Effects of some selective serotonergic (5-HT) antagonists on methamphetamine-induced anorexia were investigated in male mice. The least possible dose of methamphetamine alone that caused significant anorectic activity was 11 mumol kg(-1), i.p. (2 mg kg(-1)). Various doses of some selective serotonergic receptor antagonists were administered half an hour before the above mentioned dose of methamphetamine. Methiothepin potentiated, whereas NAN-190, methysergide, mianserin and ondansetron antagonized methamphetamine-induced anorectic activity. The least possible doses of these antagonists which modified methamphetamine-induced anorexia were as follows: methiothepin (1.1 mumol kg(-1), i.p.), NAN-190 (4.2 mumol kg(-1), i.p.), methysergide (2.1 mumol kg(-1), i.p.), mianserin (3.3 mumol kg(-1), i.p.) and ondansetron (0.003 mumol kg(-1), i.p.). The serotonergic antagonists at the above mentioned doses did not modify the food intake of animals not treated with methamphetamine, except for methiothepin, which produced a significant reduction, and mianserin, which produced a significant increase in food intake.

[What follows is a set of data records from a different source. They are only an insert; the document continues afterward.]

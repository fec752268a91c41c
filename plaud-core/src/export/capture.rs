use std::fs;
use std::io;
use std::path::{Path, PathBuf};
use std::sync::OnceLock;
use std::time::Duration;

use chrono::{DateTime, SecondsFormat, Utc};
use regex::Regex;
use tokio::task::{AbortHandle, JoinHandle};
use tokio::time::MissedTickBehavior;
use tracing::{debug, info, warn};

const WATCH_INTERVAL: Duration = Duration::from_millis(500);

/// Suffixes Chromium parks in-flight downloads under.
const PARTIAL_SUFFIXES: [&str; 2] = [".crdownload", ".tmp"];

fn uuid_name_pattern() -> &'static Regex {
    static PATTERN: OnceLock<Regex> = OnceLock::new();
    PATTERN.get_or_init(|| {
        Regex::new(r"^[0-9a-fA-F]{8}-[0-9a-fA-F]{4}-[0-9a-fA-F]{4}-[0-9a-fA-F]{4}-[0-9a-fA-F]{12}$")
            .expect("valid regex")
    })
}

fn canonical_timestamp(now: DateTime<Utc>) -> String {
    now.to_rfc3339_opts(SecondsFormat::Millis, true)
        .replace([':', '.'], "-")
}

pub fn generated_recording_name(now: DateTime<Utc>) -> String {
    format!("plaud-recording-{}.mp3", canonical_timestamp(now))
}

/// Maps an observed filename to its canonical `.mp3` form.
///
/// Returns `None` when the name is already canonical, which makes every
/// caller (download listener, directory watcher, post-run sweep) idempotent.
/// UUID-shaped and extensionless names are replaced entirely; any other
/// extension is stripped and `.mp3` appended.
pub fn normalized_filename(name: &str, now: DateTime<Utc>) -> Option<String> {
    if name.to_lowercase().ends_with(".mp3") {
        return None;
    }
    if uuid_name_pattern().is_match(name) || !name.contains('.') {
        return Some(generated_recording_name(now));
    }
    let base = match name.rfind('.') {
        Some(idx) => &name[..idx],
        None => name,
    };
    Some(format!("{base}.mp3"))
}

/// Renames `path` to its normalized sibling, if it needs one.
///
/// A source that vanished between observation and rename was already handled
/// by one of the other correction paths and is not an error.
pub(crate) fn normalize_in_place(
    path: &Path,
    now: DateTime<Utc>,
) -> io::Result<Option<PathBuf>> {
    let Some(name) = path.file_name().and_then(|n| n.to_str()) else {
        return Ok(None);
    };
    let Some(normalized) = normalized_filename(name, now) else {
        return Ok(None);
    };
    let target = match path.parent() {
        Some(parent) => parent.join(&normalized),
        None => PathBuf::from(&normalized),
    };
    match fs::rename(path, &target) {
        Ok(()) => Ok(Some(target)),
        Err(err) if err.kind() == io::ErrorKind::NotFound => Ok(None),
        Err(err) => Err(err),
    }
}

/// Post-run pass over the top level of the download directory: any remaining
/// non-`.mp3` file gets the same normalization the live paths apply.
/// Subdirectories (including temporary browser profiles) are skipped.
/// Returns the number of files renamed; failures are logged, never raised.
pub fn sweep_directory(dir: &Path) -> usize {
    let entries = match fs::read_dir(dir) {
        Ok(entries) => entries,
        Err(err) => {
            warn!(dir = %dir.display(), error = %err, "failed to scan download directory");
            return 0;
        }
    };

    let mut renamed = 0;
    for entry in entries.flatten() {
        let path = entry.path();
        if !path.is_file() {
            continue;
        }
        match normalize_in_place(&path, Utc::now()) {
            Ok(Some(target)) => {
                info!(
                    from = %path.display(),
                    to = %target.display(),
                    "renamed file without .mp3 extension"
                );
                renamed += 1;
            }
            Ok(None) => {}
            Err(err) => {
                warn!(file = %path.display(), error = %err, "failed to rename file during sweep");
            }
        }
    }
    renamed
}

/// Moves a completed download to its normalized name, falling back to the
/// host's default downloads folder once if the primary rename fails.
pub(crate) fn finalize_download(dir: &Path, suggested: &str) {
    let landed = dir.join(suggested);
    let Some(normalized) = normalized_filename(suggested, Utc::now()) else {
        info!(file = %landed.display(), "download completed");
        return;
    };
    match fs::rename(&landed, dir.join(&normalized)) {
        Ok(()) => info!(from = %suggested, to = %normalized, "download saved"),
        Err(err) if err.kind() == io::ErrorKind::NotFound => {
            debug!(file = %suggested, "download already normalized by another path");
        }
        Err(err) => {
            warn!(
                file = %landed.display(),
                error = %err,
                "failed to save download to export directory, trying fallback"
            );
            let Some(fallback_dir) = dirs::download_dir() else {
                warn!("no fallback downloads folder available on this host");
                return;
            };
            if let Err(err) = fs::rename(&landed, fallback_dir.join(&normalized)) {
                warn!(error = %err, "failed to save download to fallback location");
            }
        }
    }
}

/// Safety net for downloads whose completion is observed as a filesystem
/// change rather than a captured browser event: a per-run poller over the
/// download directory renaming anything that lands without a `.mp3` suffix.
#[derive(Debug)]
pub struct DirectoryWatcher {
    task: JoinHandle<()>,
}

impl DirectoryWatcher {
    pub fn spawn(dir: PathBuf) -> Self {
        debug!(dir = %dir.display(), "starting download directory watcher");
        let task = tokio::spawn(watch_directory(dir));
        Self { task }
    }

    pub fn abort_handle(&self) -> AbortHandle {
        self.task.abort_handle()
    }

    pub fn stop(&self) {
        self.task.abort();
    }
}

async fn watch_directory(dir: PathBuf) {
    let mut ticker = tokio::time::interval(WATCH_INTERVAL);
    ticker.set_missed_tick_behavior(MissedTickBehavior::Delay);
    loop {
        ticker.tick().await;
        scan_once(&dir);
    }
}

fn scan_once(dir: &Path) {
    let entries = match fs::read_dir(dir) {
        Ok(entries) => entries,
        Err(err) => {
            warn!(dir = %dir.display(), error = %err, "watcher failed to scan directory");
            return;
        }
    };
    for entry in entries.flatten() {
        let path = entry.path();
        if !path.is_file() {
            continue;
        }
        let Some(name) = path.file_name().and_then(|n| n.to_str()) else {
            continue;
        };
        let lower = name.to_lowercase();
        if PARTIAL_SUFFIXES.iter().any(|suffix| lower.ends_with(suffix)) {
            continue;
        }
        match normalize_in_place(&path, Utc::now()) {
            Ok(Some(target)) => {
                info!(from = %name, to = %target.display(), "watcher renamed landed download");
            }
            Ok(None) => {}
            Err(err) => {
                warn!(file = %name, error = %err, "watcher failed to rename file");
            }
        }
    }
}

#[cfg(test)]
mod tests {
    use super::*;
    use chrono::TimeZone;

    fn fixed_now() -> DateTime<Utc> {
        Utc.with_ymd_and_hms(2025, 3, 14, 9, 26, 53).unwrap()
    }

    #[test]
    fn canonical_mp3_names_are_left_alone() {
        assert_eq!(normalized_filename("meeting.mp3", fixed_now()), None);
        assert_eq!(normalized_filename("MEETING.MP3", fixed_now()), None);
    }

    #[test]
    fn normalization_is_idempotent() {
        let first = normalized_filename("recording.wav", fixed_now()).unwrap();
        assert_eq!(normalized_filename(&first, fixed_now()), None);
    }

    #[test]
    fn uuid_names_never_survive() {
        let name = "a1b2c3d4-e5f6-7890-abcd-ef1234567890";
        let normalized = normalized_filename(name, fixed_now()).unwrap();
        assert!(normalized.starts_with("plaud-recording-"));
        assert!(normalized.ends_with(".mp3"));
        assert!(!normalized.contains(name));

        // Case-insensitive, like the pattern the site actually produces.
        let upper = "A1B2C3D4-E5F6-7890-ABCD-EF1234567890";
        assert!(normalized_filename(upper, fixed_now())
            .unwrap()
            .starts_with("plaud-recording-"));
    }

    #[test]
    fn extensionless_names_get_a_generated_name() {
        let normalized = normalized_filename("somedownload", fixed_now()).unwrap();
        assert!(normalized.starts_with("plaud-recording-"));
        assert!(normalized.ends_with(".mp3"));
    }

    #[test]
    fn foreign_extensions_are_swapped_for_mp3() {
        assert_eq!(
            normalized_filename("recording.wav", fixed_now()).unwrap(),
            "recording.mp3"
        );
        assert_eq!(
            normalized_filename("notes.final.txt", fixed_now()).unwrap(),
            "notes.final.mp3"
        );
    }

    #[test]
    fn generated_names_carry_no_separator_characters() {
        let name = generated_recording_name(fixed_now());
        assert!(!name.contains(':'));
        assert_eq!(name.matches('.').count(), 1, "only the .mp3 dot survives");
    }

    #[test]
    fn normalize_in_place_tolerates_missing_source() {
        let dir = tempfile::tempdir().unwrap();
        let ghost = dir.path().join("vanished");
        assert_eq!(normalize_in_place(&ghost, fixed_now()).unwrap(), None);
    }

    #[test]
    fn sweep_renames_uuid_file_and_skips_directories() {
        let dir = tempfile::tempdir().unwrap();
        let uuid_file = dir.path().join("a1b2c3d4-e5f6-7890-abcd-ef1234567890");
        fs::write(&uuid_file, b"audio").unwrap();
        fs::write(dir.path().join("kept.mp3"), b"audio").unwrap();
        fs::create_dir(dir.path().join("temp-browser-profile-123-abc")).unwrap();
        fs::create_dir(dir.path().join("subdir")).unwrap();
        fs::write(dir.path().join("subdir").join("inner.wav"), b"audio").unwrap();

        let renamed = sweep_directory(dir.path());
        assert_eq!(renamed, 1);
        assert!(!uuid_file.exists(), "original UUID path must be gone");

        let names: Vec<String> = fs::read_dir(dir.path())
            .unwrap()
            .flatten()
            .filter(|e| e.path().is_file())
            .map(|e| e.file_name().to_string_lossy().into_owned())
            .collect();
        assert!(names.iter().any(|n| n.starts_with("plaud-recording-")));
        assert!(names.iter().all(|n| n.to_lowercase().ends_with(".mp3")));
        // Nested content is out of scope for the sweep.
        assert!(dir.path().join("subdir").join("inner.wav").exists());
    }

    #[test]
    fn sweep_of_missing_directory_is_harmless() {
        let dir = tempfile::tempdir().unwrap();
        let gone = dir.path().join("never-created");
        assert_eq!(sweep_directory(&gone), 0);
    }

    #[tokio::test(start_paused = true)]
    async fn watcher_renames_files_that_land_mid_run() {
        let dir = tempfile::tempdir().unwrap();
        let watcher = DirectoryWatcher::spawn(dir.path().to_path_buf());

        fs::write(dir.path().join("fresh.wav"), b"audio").unwrap();
        fs::write(dir.path().join("partial.crdownload"), b"half").unwrap();

        // Give the poller a few ticks.
        for _ in 0..4 {
            tokio::time::sleep(WATCH_INTERVAL).await;
            tokio::task::yield_now().await;
        }

        assert!(dir.path().join("fresh.mp3").exists());
        assert!(
            dir.path().join("partial.crdownload").exists(),
            "in-flight downloads must not be touched"
        );
        watcher.stop();
    }
}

The results of the present study indicated that the anorectic activity induced by methamphetamine is related to the interactions of methamphetamine with 5-HT receptor. Since a very small dose (0.003 mumol kg(-1)) of ondansetron (the 5-HT3 antagonist), as compared with the other antagonists used in this study, antagonized the anorexia induced by methamphetamine, the 5-HT3 receptor is likely to be the site for this interaction. (C) 2004 Published by Elsevier Ltd.